▶ **Task requirements**
Please reproduce each line of the data below exactly as shown.

▶ **Input material**

use std::path::PathBuf;

use anyhow::Context;
use clap::{ Parser, Subcommand };
use log::LevelFilter;

use sphere_tracer::consts::{ CANVAS_WIDTH, CANVAS_HEIGHT, FIELD_OF_VIEW, OUT_FILE };
use sphere_tracer::canvas::Canvas;
use sphere_tracer::scene::Scene;
use sphere_tracer::demos;

/// Renders spheres with Phong shading and hard shadows to PPM images.
#[derive(Parser)]
#[clap(author, version, about)]
struct Args {
    /// Where to write the rendered image.
    #[clap(short, long, global = true, default_value = OUT_FILE)]
    output: PathBuf,

    /// Log debug output (otherwise `RUST_LOG` decides, defaulting to info).
    #[clap(short, long, global = true)]
    verbose: bool,

    #[clap(subcommand)]
    command: Command,
}

#[derive(Subcommand)]
enum Command {
    /// Render a scene described by a JSON file.
    Render {
        scene: PathBuf,
    },

    /// Render the built-in shadow scene.
    Shadows {
        #[clap(long, default_value_t = CANVAS_WIDTH)]
        width: usize,

        #[clap(long, default_value_t = CANVAS_HEIGHT)]
        height: usize,
    },

    /// Draw the twelve hour marks of a clock face.
    Clock,

    /// Plot the flight of a projectile.
    Projectile,
}

fn init_logger(verbose: bool) {
    let mut builder = env_logger::Builder::from_env(
        env_logger::Env::default().default_filter_or("info")
    );

    if verbose {
        builder.filter_level(LevelFilter::Debug);
    }

    builder.init();
}

fn main() -> anyhow::Result<()> {
    let args = Args::parse();
    init_logger(args.verbose);

    let canvas: Canvas = match args.command {
        Command::Render { ref scene } => {
            let scene = Scene::load(scene)
                .with_context(|| format!("failed to load {}", scene.display()))?;
            scene.camera.render(&scene.world)?
        },
        Command::Shadows { width, height } => {
            demos::shadows(width, height, FIELD_OF_VIEW)?
        },
        Command::Clock => demos::clock(200)?,
        Command::Projectile => demos::projectile(1000, 500)?,
    };

    canvas.save(&args.output)
        .with_context(|| format!("failed to write {}", args.output.display()))?;

    Ok(())
}
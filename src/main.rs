mod cli;

use hordebrowse::{
    config,
    console::Console,
    filter::FilterCriteriaBuilder,
    launcher::Launcher,
    pipeline::ResultsView,
    presentation::PresentationRegistry,
    resolver::BithordeResolver,
};
use hordebrowse_common::PathScope;
use hordebrowse_db::SqliteStore;

use anyhow::{Context, Result};
use clap::Parser;
use cli::Cli;
use std::sync::Arc;
use std::time::Duration;

fn main() -> Result<()> {
    let cli = Cli::parse();

    // Respect RUST_LOG env var if set, otherwise keep the console readable
    let env_filter = std::env::var("RUST_LOG")
        .unwrap_or_else(|_| "hordebrowse=info,hordebrowse_db=warn".to_string());

    tracing_subscriber::fmt()
        .with_env_filter(&env_filter)
        .with_writer(std::io::stderr)
        .init();

    let config = config::load_config_or_default()?;

    let db_path = config::expand(&config.database.path);
    if let Some(parent) = db_path.parent() {
        std::fs::create_dir_all(parent)
            .with_context(|| format!("Failed to create database directory: {:?}", parent))?;
    }
    tracing::info!("Opening metadata database at {:?}", db_path);
    let store = Arc::new(
        SqliteStore::open(&db_path.to_string_lossy())
            .with_context(|| format!("Failed to open database: {:?}", db_path))?,
    );

    let socket = config::expand(&config.bithorde.socket.to_string_lossy());
    let resolver = Arc::new(
        BithordeResolver::start(
            &socket,
            Duration::from_secs(config.bithorde.connect_timeout_secs),
        )
        .context("Cannot browse without a bithorde connection")?,
    );

    let launcher = match Launcher::discover(&config.browse.opener) {
        Ok(launcher) => Some(launcher),
        Err(e) => {
            tracing::warn!("Opening assets is disabled: {}", e);
            None
        }
    };

    let scope = cli.path.as_deref().map(PathScope::parse).unwrap_or_default();
    let view = ResultsView::new(
        store.clone(),
        resolver.clone(),
        Arc::new(PresentationRegistry::standard()),
        config.bithorde.pressure,
    )
    .with_sort_key(config.browse.sort)
    .with_scope(scope);
    let filter = FilterCriteriaBuilder::new(store);
    let fusedir = config::expand(&config.bithorde.fusedir.to_string_lossy());

    let mut console = Console::new(view, filter, launcher, fusedir, std::io::stdout());

    let rt = tokio::runtime::Builder::new_current_thread()
        .enable_all()
        .build()?;
    let result = rt.block_on(async {
        let stdin = tokio::io::BufReader::new(tokio::io::stdin());
        console.run(stdin).await
    });

    drop(console);
    // A pending stdin read would otherwise hold the runtime open
    rt.shutdown_background();
    match Arc::try_unwrap(resolver) {
        Ok(resolver) => resolver.shutdown(),
        Err(_) => tracing::debug!("Resolver still shared at exit"),
    }

    result
}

▶ **Solution to the problem**
use std::path::PathBuf;

use anyhow::Context;
use clap::{ Parser, Subcommand };
use log::LevelFilter;

use sphere_tracer::consts::{ CANVAS_WIDTH, CANVAS_HEIGHT, FIELD_OF_VIEW, OUT_FILE };
use sphere_tracer::canvas::Canvas;
use sphere_tracer::scene::Scene;
use sphere_tracer::demos;

/// Renders spheres with Phong shading and hard shadows to PPM images.
#[derive(Parser)]
#[clap(author, version, about)]
struct Args {
    /// Where to write the rendered image.
    #[clap(short, long, global = true, default_value = OUT_FILE)]
    output: PathBuf,

    /// Log debug output (otherwise `RUST_LOG` decides, defaulting to info).
    #[clap(short, long, global = true)]
    verbose: bool,

    #[clap(subcommand)]
    command: Command,
}

#[derive(Subcommand)]
enum Command {
    /// Render a scene described by a JSON file.
    Render {
        scene: PathBuf,
    },

    /// Render the built-in shadow scene.
    Shadows {
        #[clap(long, default_value_t = CANVAS_WIDTH)]
        width: usize,

        #[clap(long, default_value_t = CANVAS_HEIGHT)]
        height: usize,
    },

    /// Draw the twelve hour marks of a clock face.
    Clock,

    /// Plot the flight of a projectile.
    Projectile,
}

fn init_logger(verbose: bool) {
    let mut builder = env_logger::Builder::from_env(
        env_logger::Env::default().default_filter_or("info")
    );

    if verbose {
        builder.filter_level(LevelFilter::Debug);
    }

    builder.init();
}

fn main() -> anyhow::Result<()> {
    let args = Args::parse();
    init_logger(args.verbose);

    let canvas: Canvas = match args.command {
        Command::Render { ref scene } => {
            let scene = Scene::load(scene)
                .with_context(|| format!("failed to load {}", scene.display()))?;
            scene.camera.render(&scene.world)?
        },
        Command::Shadows { width, height } => {
            demos::shadows(width, height, FIELD_OF_VIEW)?
        },
        Command::Clock => demos::clock(200)?,
        Command::Projectile => demos::projectile(1000, 500)?,
    };

    canvas.save(&args.output)
        .with_context(|| format!("failed to write {}", args.output.display()))?;

    Ok(())
}
filename src/main.rs
mod cli;

use hordebrowse::{
    config,
    console::Console,
    filter::FilterCriteriaBuilder,
    launcher::Launcher,
    pipeline::ResultsView,
    presentation::PresentationRegistry,
    resolver::BithordeResolver,
};
use hordebrowse_common::PathScope;
use hordebrowse_db::SqliteStore;

use anyhow::{Context, Result};
use clap::Parser;
use cli::Cli;
use std::sync::Arc;
use std::time::Duration;

fn main() -> Result<()> {
    let cli = Cli::parse();

    // Respect RUST_LOG env var if set, otherwise keep the console readable
    let env_filter = std::env::var("RUST_LOG")
        .unwrap_or_else(|_| "hordebrowse=info,hordebrowse_db=warn".to_string());

    tracing_subscriber::fmt()
        .with_env_filter(&env_filter)
        .with_writer(std::io::stderr)
        .init();

    let config = config::load_config_or_default()?;

    let db_path = config::expand(&config.database.path);
    if let Some(parent) = db_path.parent() {
        std::fs::create_dir_all(parent)
            .with_context(|| format!("Failed to create database directory: {:?}", parent))?;
    }
    tracing::info!("Opening metadata database at {:?}", db_path);
    let store = Arc::new(
        SqliteStore::open(&db_path.to_string_lossy())
            .with_context(|| format!("Failed to open database: {:?}", db_path))?,
    );

    let socket = config::expand(&config.bithorde.socket.to_string_lossy());
    let resolver = Arc::new(
        BithordeResolver::start(
            &socket,
            Duration::from_secs(config.bithorde.connect_timeout_secs),
        )
        .context("Cannot browse without a bithorde connection")?,
    );

    let launcher = match Launcher::discover(&config.browse.opener) {
        Ok(launcher) => Some(launcher),
        Err(e) => {
            tracing::warn!("Opening assets is disabled: {}", e);
            None
        }
    };

    let scope = cli.path.as_deref().map(PathScope::parse).unwrap_or_default();
    let view = ResultsView::new(
        store.clone(),
        resolver.clone(),
        Arc::new(PresentationRegistry::standard()),
        config.bithorde.pressure,
    )
    .with_sort_key(config.browse.sort)
    .with_scope(scope);
    let filter = FilterCriteriaBuilder::new(store);
    let fusedir = config::expand(&config.bithorde.fusedir.to_string_lossy());

    let mut console = Console::new(view, filter, launcher, fusedir, std::io::stdout());

    let rt = tokio::runtime::Builder::new_current_thread()
        .enable_all()
        .build()?;
    let result = rt.block_on(async {
        let stdin = tokio::io::BufReader::new(tokio::io::stdin());
        console.run(stdin).await
    });

    drop(console);
    // A pending stdin read would otherwise hold the runtime open
    rt.shutdown_background();
    match Arc::try_unwrap(resolver) {
        Ok(resolver) => resolver.shutdown(),
        Err(_) => tracing::debug!("Resolver still shared at exit"),
    }

    result
}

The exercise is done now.